First, let's get rid of the idea that ID (intelligent design) is a form of sly creationism. It isn't. ID is unfairly confused with the movement to teach creationism in public schools. The most serious ID proponents are complexity theorists, legitimate scientists among them, who believe that strict Darwinism and especially neo-Darwinism (the notion that all of our qualities are the product of random mutation) is inadequate to explain the high level of organization at work in the world. . . . [Y]ou don't have to be a creationist to think there might be something to it . . .
And then, Jenkins quotes people like Jeff Schwartz who don't have a simplistic, extrinsic, anthropomorphic conception of the designing intelligence -- and who are, at long last, escaping the trap of outmoded language that makes it sound as if they do:
Athletes often talk of feeling an absolute fulfillment of purpose, of something powerful moving through them or in them that is not just the result of training. Jeffrey M. Schwartz, a neuroscientist and research professor of psychiatry at the UCLA School of Medicine, is a believer in ID, or as he prefers to call it, "intrinsic intelligence." Schwartz wants to launch a study of NASCAR drivers, to better understand their extraordinary focus. . . .

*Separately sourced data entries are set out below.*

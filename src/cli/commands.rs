use clap::{Args, Parser, Subcommand};

#[derive(Parser)]
#[command(name = "tg", about = concat!("[#] triage v", env!("CARGO_PKG_VERSION"), " - your GitHub inbox, on a board"), version)]
pub struct Cli {
    #[command(subcommand)]
    pub command: Commands,

    /// Output as JSON
    #[arg(long, global = true)]
    pub json: bool,

    /// Run against a different directory
    #[arg(short = 'C', long = "dir", global = true)]
    pub dir: Option<String>,
}

#[derive(Subcommand)]
pub enum Commands {
    /// Initialize a .triage/ data directory here
    Init(InitArgs),
    /// Show the kanban board
    Board,
    /// Add a task to the board
    Add(AddArgs),
    /// Move a task to another column
    Mv(MvArgs),
    /// Archive a task
    Archive(IdArgs),
    /// Restore an archived task to the board
    Restore(IdArgs),
    /// Permanently delete an archived task
    Purge(IdArgs),
    /// List archived tasks
    Archived,
    /// Permanently delete all archived tasks
    ClearArchive(ClearArchiveArgs),
    /// Classify and list action items from a feed export
    Items(ItemsArgs),
    /// List quick-win issues from a feed export
    Wins(WinsArgs),
    /// Import items from a feed export onto the board
    Import(ImportArgs),
    /// Show per-feed freshness
    Status,
}

#[derive(Args)]
pub struct InitArgs {
    /// Reinitialize even if .triage/ already exists
    #[arg(long)]
    pub force: bool,
}

#[derive(Args)]
pub struct AddArgs {
    /// Task title
    pub title: String,
    /// Target column (default: todo)
    #[arg(long)]
    pub column: Option<String>,
    /// Priority
    #[arg(long, value_parser = ["urgent", "high", "medium", "low"], default_value = "medium")]
    pub priority: String,
    /// Description
    #[arg(long, default_value = "")]
    pub desc: String,
}

#[derive(Args)]
pub struct MvArgs {
    /// Task id
    pub id: String,
    /// Target column
    pub column: String,
}

#[derive(Args)]
pub struct IdArgs {
    /// Task id
    pub id: String,
}

#[derive(Args)]
pub struct ClearArchiveArgs {
    /// Confirm: this cannot be undone
    #[arg(long)]
    pub yes: bool,
}

#[derive(Args)]
pub struct ItemsArgs {
    /// Path to a feed-export JSON file
    pub file: String,
    /// Tab to list (all, assigned, mentions, stale)
    #[arg(long, default_value = "all")]
    pub tab: String,
    /// Filter by author login (repeatable)
    #[arg(long)]
    pub assignee: Vec<String>,
    /// Filter by repository full name (repeatable)
    #[arg(long)]
    pub repo: Vec<String>,
    /// Filter by label name (repeatable)
    #[arg(long)]
    pub label: Vec<String>,
    /// Filter by item type (issue, pullRequest; repeatable)
    #[arg(long = "type")]
    pub types: Vec<String>,
    /// Only items at least this many days old
    #[arg(long)]
    pub staleness: Option<u32>,
    /// Filter by primary language (repeatable)
    #[arg(long)]
    pub language: Vec<String>,
    /// Raw filter parameters as key=value pairs, decoded like a query
    /// string (repeatable)
    #[arg(long)]
    pub query: Vec<String>,
    /// Show the filter options available in the loaded data
    #[arg(long)]
    pub options: bool,
}

#[derive(Args)]
pub struct WinsArgs {
    /// Path to a feed-export JSON file
    pub file: String,
    /// Filter by difficulty (easy, medium; repeatable)
    #[arg(long)]
    pub difficulty: Vec<String>,
    /// Filter by primary language (repeatable)
    #[arg(long)]
    pub language: Vec<String>,
    /// Filter by source category (good-issues, easy-fixes; repeatable)
    #[arg(long)]
    pub category: Vec<String>,
    /// Filter by repository full name (repeatable)
    #[arg(long)]
    pub repo: Vec<String>,
    /// Only issues with at least this many stars
    #[arg(long)]
    pub min_stars: Option<u32>,
    /// Raw filter parameters as key=value pairs (repeatable)
    #[arg(long)]
    pub query: Vec<String>,
}

#[derive(Args)]
pub struct ImportArgs {
    /// Path to a feed-export JSON file
    pub file: String,
    /// Item id to import (repeatable; default: every action item)
    #[arg(long = "id")]
    pub ids: Vec<String>,
    /// Import from the quick-win feeds instead of the action feeds
    #[arg(long)]
    pub wins: bool,
    /// Target column (default: todo)
    #[arg(long)]
    pub column: Option<String>,
}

Schwartz theorizes that when a great athlete focuses, he or she may be "making a connection with something deep within nature itself, which lends itself to deepening our intelligence." It's fascinating thought. And Schwartz would like to prove it's scientifically justifiable. . . .

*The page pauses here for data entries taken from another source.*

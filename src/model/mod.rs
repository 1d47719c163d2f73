pub mod board;
pub mod config;
pub mod filters;
pub mod item;

pub use board::*;
pub use config::*;
pub use filters::*;
pub use item::*;
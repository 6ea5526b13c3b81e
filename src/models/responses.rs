use serde::{Deserialize, Serialize};

/// Health check response
#[derive(Debug, Clone, Serialize, Deserialize)]
pub struct HealthResponse {
    pub status: String,
    pub version: String,
    pub timestamp: chrono::DateTime<chrono::Utc>,
}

"Deep within the complexities of molecular organization lies an intrinsic intelligence that accounts for that deep organization, and is something that we can connect with through the willful focus of our minds," he theorizes.

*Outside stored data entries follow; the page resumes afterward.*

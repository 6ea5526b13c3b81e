mod config;
mod models;
mod routes;
mod services;

use actix_web::{middleware, web, App, HttpServer};
use config::Settings;
use routes::contact::AppState;
use services::SendGridClient;
use std::sync::Arc;
use std::time::Duration;
use tracing::{error, info};

#[actix_web::main]
async fn main() -> std::io::Result<()> {
    // Load .env file if present
    dotenv::dotenv().ok();

    // Initialize logging
    let log_level = std::env::var("LOG_LEVEL").unwrap_or_else(|_| "info".to_string());
    let log_format = std::env::var("LOG_FORMAT").unwrap_or_else(|_| "json".to_string());

    let subscriber = tracing_subscriber::fmt()
        .with_env_filter(tracing_subscriber::EnvFilter::new(&log_level))
        .with_target(false)
        .with_level(true);

    if log_format == "pretty" {
        subscriber.pretty().init();
    } else {
        subscriber.init();
    }

    info!("Starting Mailform contact service...");

    // Load configuration
    let settings = Settings::load().unwrap_or_else(|e| {
        error!("Failed to load configuration: {}", e);
        panic!("Configuration error: {}", e);
    });

    info!("Configuration loaded successfully");

    // Build the outbound HTTP transport; the dispatcher receives it as an
    // explicit dependency
    let http_client = reqwest::Client::builder()
        .timeout(Duration::from_secs(30))
        .build()
        .unwrap_or_else(|e| {
            error!("Failed to create HTTP client: {}", e);
            panic!("HTTP client error: {}", e);
        });

    // Initialize SendGrid client
    let sendgrid = Arc::new(SendGridClient::new(
        settings.sendgrid.api_base,
        settings.sendgrid.api_key,
        settings.sendgrid.from_name,
        settings.sendgrid.from_email,
        settings.sendgrid.template_id,
        http_client,
    ));

    info!("SendGrid client initialized");

    // Build application state
    let app_state = AppState { sendgrid };

    // Configure HTTP server
    let host = settings.server.host.clone();
    let port = settings.server.port;
    let workers = settings.server.workers.unwrap_or(4);

    info!("Starting HTTP server on {}:{}", host, port);

    HttpServer::new(move || {
        App::new()
            .app_data(web::Data::new(app_state.clone()))
            .app_data(
                web::FormConfig::default()
                    .error_handler(routes::contact::handle_form_payload_error),
            )
            .wrap(middleware::Logger::default())
            .wrap(middleware::Compress::default())
            .configure(routes::configure_routes)
    })
    .workers(workers)
    .bind((host, port))?
    .run()
    .await
}
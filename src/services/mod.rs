// Service exports
pub mod sendgrid;

pub use sendgrid::{SendGridClient, SendGridError};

"An intrinsic intelligence" . . . "deep within nature itself." Not supernatural, in other words, but profoundly intra- or ultranatural, in a new sense that quantum physicists have begun to conceptualize and that mystics have always intuited. This is thinking that can't be contained within conventional notions of either God or science. I think it imagines all inquiry as communication between intelligences, not supercilious examination of something mindless by a mind.
But let's get down to brass tacks: should it be taught in schools? Jenkins:
One of the things we learn in a grade school science class is a concrete way of thinking, a sound, systematic way of exploring the natural world.
But science class also teaches us how crucial it is to maintain adventurousness, and surely it's worthwhile to suggest that an athlete in motion conveys an inkling of something marvelous in nature that perhaps isn't explained by mere molecules.
UPDATE: In the Comments, lmeade says now we know where Intelligent Design should be taught: in gym class!! And The Modo Blog, a new centrist blog written by Jeff Fetter, a moderate Republican M.D. in Vermont, links to this modest proposal at The Swift Report for incorporating the role of the Creator into math class. It's called "Deometry," and I can't tell whether Jeff F. can tell it's a parody or not:
Now there are some legitimate quantum theorists who speculate that the ordering forces of elementary particles resemble something like 'intelligence.' But this is not the argument being used by proponents of Intelligent Design, or of Deometry, to promote their incorporation into curricula. They are quite explicit about using these theories to provide another avenue to talk about God in the classroom. Whether it's appropriate or not is separate from the question of whether this is back-door creationism, and the both the evidence and the rhetoric so far point to the answer being yes.
I think he needs to meet the other Jeff.